Results from the biggest cancer study of its kind show that Britain and Ireland have below average survival rates for nine out of 10 common cancers.
The prospects for women with ovarian cancer were particularly bleak, with five-year survival rates lower even than those in relatively poor countries in Eastern Europe.
One cancer charity called the results "depressing" and the NHS has conceded there is much more work to do.
The Eurocare-5 study tracked the outcomes of more than nine million adults and children in 29 countries, who were diagnosed with cancer between 2000 and 2007
Results published in The Lancet medical journal show that across Europe cancer survival is improving, but there are still big variations.
Women with ovarian cancer have a 31% chance of surviving another five years if they live in Britain or Ireland.
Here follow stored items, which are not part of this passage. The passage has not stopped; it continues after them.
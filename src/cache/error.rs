//! Cache-specific error types
//!
//! - **`PathNotFound`**: a root to index does not exist on the filesystem
//! - **`RootNotIndexed`**: a command names a root the cache has never seen
//! - **`IncompatibleCache`**: the cache file was written by another format version
//! - **`Encode`/`Decode`/`Json`**: serialization failures
//! - **`Io`**: reading or replacing the cache file failed

use std::path::PathBuf;

use thiserror::Error;

use crate::tree::TreeError;

/// Cache-specific errors
#[derive(Debug, Error)]
pub enum CacheError {
    /// Root does not exist on the filesystem
    #[error("{0} does not exist")]
    PathNotFound(PathBuf),

    /// Root is not in the cache
    #[error("{0} has not been indexed yet")]
    RootNotIndexed(PathBuf),

    /// Cache file was written by an incompatible version
    #[error("Cache file {path} has format version {found}, expected {expected}")]
    IncompatibleCache {
        path: PathBuf,
        found: u32,
        expected: u32,
    },

    /// Represents a bincode encoding error
    #[error("Error while encoding cache: {0}")]
    Encode(#[from] bincode::error::EncodeError),

    /// Represents a bincode decoding error
    #[error("Error while decoding cache: {0}")]
    Decode(#[from] bincode::error::DecodeError),

    /// JSON dump failed
    #[error("Error while writing JSON: {0}")]
    Json(#[from] serde_json::Error),

    /// Reading or writing a cache file failed
    #[error("I/O error on {path}: {source}")]
    Io {
        path: PathBuf,
        #[source]
        source: std::io::Error,
    },

    /// Building a tree for the cache failed
    #[error(transparent)]
    Tree(#[from] TreeError),
}

impl CacheError {
    pub(crate) fn io(path: impl Into<PathBuf>) -> impl FnOnce(std::io::Error) -> Self {
        let path = path.into();
        move |source| Self::Io { path, source }
    }
}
In Sweden the figure is 44.1%. And even in Bulgaria 33.4% of women survive five years.
Survival for lung and stomach cancers are also markedly worse in Britain and Ireland.
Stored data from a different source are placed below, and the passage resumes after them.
//! Interfaces of the external systems step actions talk to.
//!
//! The engine treats every collaborator as an opaque side-effecting
//! operation. Implementations live in [`crate::github`], [`crate::fix`]
//! and [`crate::notify`]; tests substitute their own.

use async_trait::async_trait;
use chrono::{DateTime, Utc};
use serde::{Deserialize, Serialize};
use std::sync::Arc;

use crate::error::ActionError;

/// Parsed `https://github.com/<owner>/<repo>/issues/<number>` reference.
#[derive(Debug, Clone, PartialEq, Eq)]
pub struct IssueReference {
    pub owner: String,
    pub repo: String,
    pub number: u64,
}

impl IssueReference {
    /// Parse an issue URL.
    pub fn parse(url: &str) -> Result<Self, ActionError> {
        let invalid = || ActionError::ExecutionFailed(format!("Invalid GitHub issue URL: {}", url));

        let path = url
            .trim_end_matches('/')
            .strip_prefix("https://github.com/")
            .or_else(|| url.strip_prefix("http://github.com/"))
            .ok_or_else(invalid)?;

        let parts: Vec<&str> = path.split('/').collect();
        match parts.as_slice() {
            [owner, repo, "issues", number, ..] if !owner.is_empty() && !repo.is_empty() => {
                let number = number.parse().map_err(|_| invalid())?;
                Ok(Self {
                    owner: owner.to_string(),
                    repo: repo.to_string(),
                    number,
                })
            }
            _ => Err(invalid()),
        }
    }

    /// `owner/repo` form.
    pub fn full_name(&self) -> String {
        format!("{}/{}", self.owner, self.repo)
    }
}

/// Issue fetched from the tracker.
#[derive(Debug, Clone, PartialEq, Serialize, Deserialize)]
#[serde(rename_all = "camelCase")]
pub struct IssueDetails {
    pub id: String,
    pub title: String,
    #[serde(default)]
    pub body: String,
    pub repo: String,
    pub number: u64,
    #[serde(default)]
    pub labels: Vec<String>,
    pub url: String,
    #[serde(default)]
    pub simulated: bool,
}

/// Repository facts used as context for fix generation.
#[derive(Debug, Clone, Default, PartialEq, Serialize, Deserialize)]
#[serde(rename_all = "camelCase")]
pub struct RepoContext {
    pub full_name: String,
    #[serde(default)]
    pub description: Option<String>,
    pub default_branch: String,
    #[serde(default)]
    pub languages: Vec<String>,
    #[serde(default)]
    pub topics: Vec<String>,
    #[serde(default)]
    pub simulated: bool,
}

/// Branch created for a fix.
#[derive(Debug, Clone, PartialEq, Serialize, Deserialize)]
#[serde(rename_all = "camelCase")]
pub struct BranchRef {
    pub name: String,
    pub sha: String,
    #[serde(default)]
    pub simulated: bool,
}

/// A single file written by a fix.
#[derive(Debug, Clone, PartialEq, Serialize, Deserialize)]
#[serde(rename_all = "camelCase")]
pub struct FileChange {
    pub path: String,
    pub content: String,
    pub message: String,
}

/// Proposed fix awaiting approval and application.
#[derive(Debug, Clone, PartialEq, Serialize, Deserialize)]
#[serde(rename_all = "camelCase")]
pub struct FixProposal {
    pub files: Vec<FileChange>,
    pub title: String,
    pub body: String,
    pub kind: String,
}

/// Commit produced by writing a file.
#[derive(Debug, Clone, PartialEq, Serialize, Deserialize)]
#[serde(rename_all = "camelCase")]
pub struct CommitRef {
    pub path: String,
    pub sha: String,
}

/// Pull request opened for a fix.
#[derive(Debug, Clone, PartialEq, Serialize, Deserialize)]
#[serde(rename_all = "camelCase")]
pub struct PullRequest {
    pub number: u64,
    pub url: String,
    pub title: String,
    #[serde(default)]
    pub already_existed: bool,
    #[serde(default)]
    pub simulated: bool,
}

/// Outcome of a merge request.
#[derive(Debug, Clone, PartialEq, Serialize, Deserialize)]
#[serde(rename_all = "camelCase")]
pub struct MergeResult {
    pub merged: bool,
    #[serde(default)]
    pub sha: Option<String>,
    pub message: String,
}

/// Current state of a pull request.
#[derive(Debug, Clone, PartialEq, Serialize, Deserialize)]
#[serde(rename_all = "camelCase")]
pub struct PullRequestState {
    pub number: u64,
    pub state: String,
    pub merged: bool,
}

/// Comment posted on an issue.
#[derive(Debug, Clone, PartialEq, Serialize, Deserialize)]
#[serde(rename_all = "camelCase")]
pub struct CommentRef {
    pub id: u64,
}

/// Issue retrieval.
#[async_trait]
pub trait IssueTracker: Send + Sync {
    async fn fetch_issue(&self, reference: &str) -> Result<IssueDetails, ActionError>;
}

/// Source-control operations.
#[async_trait]
pub trait SourceControl: Send + Sync {
    async fn describe_repository(&self, repo: &str) -> Result<RepoContext, ActionError>;

    /// Create `name`, or a generated `bugfix/auto-fix-*` branch, from `base`.
    async fn create_branch(
        &self,
        repo: &str,
        base: &str,
        name: Option<&str>,
    ) -> Result<BranchRef, ActionError>;

    async fn commit_file(
        &self,
        repo: &str,
        branch: &str,
        file: &FileChange,
    ) -> Result<CommitRef, ActionError>;

    async fn open_pull_request(
        &self,
        repo: &str,
        base: &str,
        head: &str,
        title: &str,
        body: &str,
    ) -> Result<PullRequest, ActionError>;

    async fn merge_pull_request(
        &self,
        repo: &str,
        number: u64,
        commit_title: &str,
    ) -> Result<MergeResult, ActionError>;

    async fn pull_request_state(
        &self,
        repo: &str,
        number: u64,
    ) -> Result<PullRequestState, ActionError>;

    async fn comment_on_issue(
        &self,
        repo: &str,
        number: u64,
        body: &str,
    ) -> Result<CommentRef, ActionError>;
}

/// Fix content generation.
#[async_trait]
pub trait FixGenerator: Send + Sync {
    async fn generate(
        &self,
        issue: &IssueDetails,
        repo: &RepoContext,
    ) -> Result<FixProposal, ActionError>;
}

/// Best-effort notification dispatch.
///
/// Callers log a returned error and carry on.
#[async_trait]
pub trait Notifier: Send + Sync {
    async fn notify(&self, channel: &str, payload: &serde_json::Value) -> Result<(), ActionError>;
}

/// The set of collaborators the default workflow actions use.
#[derive(Clone)]
pub struct Collaborators {
    pub issues: Arc<dyn IssueTracker>,
    pub source_control: Arc<dyn SourceControl>,
    pub fixes: Arc<dyn FixGenerator>,
    pub notifier: Arc<dyn Notifier>,
    /// Branch pull requests target.
    pub base_branch: String,
}

/// Branch name used when the caller does not pick one.
pub fn default_branch_name(now: DateTime<Utc>) -> String {
    format!("bugfix/auto-fix-{}", now.format("%Y%m%d_%H%M%S"))
}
Just 9% of patients with lung cancer survive five years, with only Bulgarian patients faring worse.
And 17.2% of patients with stomach cancer survive five years, far fewer than the European average of 25.1%.
Only patients with skin melanoma in Britain and Ireland do better than average, with 85.6% still alive five years after diagnosis.
The researchers blamed delayed diagnosis, underuse of potentially successful treatments and "poor or unequal access" to treatment for the poor survival in Britain and Ireland.
Ciaran Devane, chief executive of Macmillan Cancer Support, said: "This is truly depressing.
"One in two of us will get cancer in our lifetime so this is a big deal and has to be a wake-up call for the NHS.
"There is no reason why the UK should lag behind the rest of Europe when it comes to either certain cancers or survival rates for older cancer patients."
Public Health England has started a Be Clear On Cancer campaign, to raise public awareness of the early signs and symptoms of the disease.
Di Riley, the head of PHE's National Cancer Intelligence Network, said the elderly, in particular, need to be encouraged to go to their GP if they notice suspicious symptoms.
"The recently introduced bowel cancer screening programme should also improve survival from colon cancer, and reduce the number of emergency presentations of elderly people with bowel cancer, particularly as we are now screening people to their mid-70s.
"PHE is also doing a trial of extending breast screening for women in their 70s which should go some way to addressing the poorer survival of older women with breast cancer."
Sean Duffy, national clinical director for cancer at NHS England, said: "Our one-year survival figures show that for (lung and melanoma skin cancers) we are now approaching the outcomes of other countries where survival has historically been significantly better than in England.
"However, we want the best outcomes for all cancer patients and we know that we need to build on the improvements that have been made and do much more."